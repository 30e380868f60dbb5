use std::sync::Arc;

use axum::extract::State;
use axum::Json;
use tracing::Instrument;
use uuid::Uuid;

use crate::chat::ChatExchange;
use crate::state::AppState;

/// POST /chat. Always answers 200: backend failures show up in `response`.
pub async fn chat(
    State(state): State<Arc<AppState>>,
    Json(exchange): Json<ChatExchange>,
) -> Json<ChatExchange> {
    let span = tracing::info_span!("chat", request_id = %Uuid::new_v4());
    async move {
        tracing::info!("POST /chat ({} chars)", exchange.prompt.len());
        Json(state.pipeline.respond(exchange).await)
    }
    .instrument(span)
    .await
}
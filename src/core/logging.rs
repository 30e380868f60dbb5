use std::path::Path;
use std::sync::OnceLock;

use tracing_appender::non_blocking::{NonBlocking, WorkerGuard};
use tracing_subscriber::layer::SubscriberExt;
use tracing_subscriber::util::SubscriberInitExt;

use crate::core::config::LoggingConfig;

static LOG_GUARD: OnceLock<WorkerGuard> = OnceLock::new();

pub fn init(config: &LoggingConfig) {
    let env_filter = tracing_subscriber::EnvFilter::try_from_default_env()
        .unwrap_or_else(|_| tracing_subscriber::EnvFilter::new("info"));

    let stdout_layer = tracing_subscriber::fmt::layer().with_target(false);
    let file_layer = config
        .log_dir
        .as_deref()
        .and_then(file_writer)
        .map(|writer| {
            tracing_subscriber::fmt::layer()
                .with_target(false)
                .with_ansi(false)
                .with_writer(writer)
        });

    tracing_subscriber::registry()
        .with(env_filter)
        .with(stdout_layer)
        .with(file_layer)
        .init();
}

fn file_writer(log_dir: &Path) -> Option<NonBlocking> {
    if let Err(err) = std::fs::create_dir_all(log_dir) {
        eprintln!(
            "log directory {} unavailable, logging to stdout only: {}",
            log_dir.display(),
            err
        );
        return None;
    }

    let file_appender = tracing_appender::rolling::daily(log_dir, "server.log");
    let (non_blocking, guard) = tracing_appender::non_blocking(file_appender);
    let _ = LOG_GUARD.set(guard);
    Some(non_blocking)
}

+ + +

:: Work request ::
When you reach the line in the material above that holds "use crate::chat::ChatExchange;", begin reproducing lines exactly, and stop after the line that holds "pub fn init(config: &LoggingConfig)".

:: Output ::
use crate::chat::ChatExchange;
use crate::state::AppState;

/// POST /chat. Always answers 200: backend failures show up in `response`.
pub async fn chat(
    State(state): State<Arc<AppState>>,
    Json(exchange): Json<ChatExchange>,
) -> Json<ChatExchange> {
    let span = tracing::info_span!("chat", request_id = %Uuid::new_v4());
    async move {
        tracing::info!("POST /chat ({} chars)", exchange.prompt.len());
        Json(state.pipeline.respond(exchange).await)
    }
    .instrument(span)
    .await
}
filename src/core/logging.rs
repository 30e380868f60dbb5
use std::path::Path;
use std::sync::OnceLock;

use tracing_appender::non_blocking::{NonBlocking, WorkerGuard};
use tracing_subscriber::layer::SubscriberExt;
use tracing_subscriber::util::SubscriberInitExt;

use crate::core::config::LoggingConfig;

static LOG_GUARD: OnceLock<WorkerGuard> = OnceLock::new();

pub fn init(config: &LoggingConfig) {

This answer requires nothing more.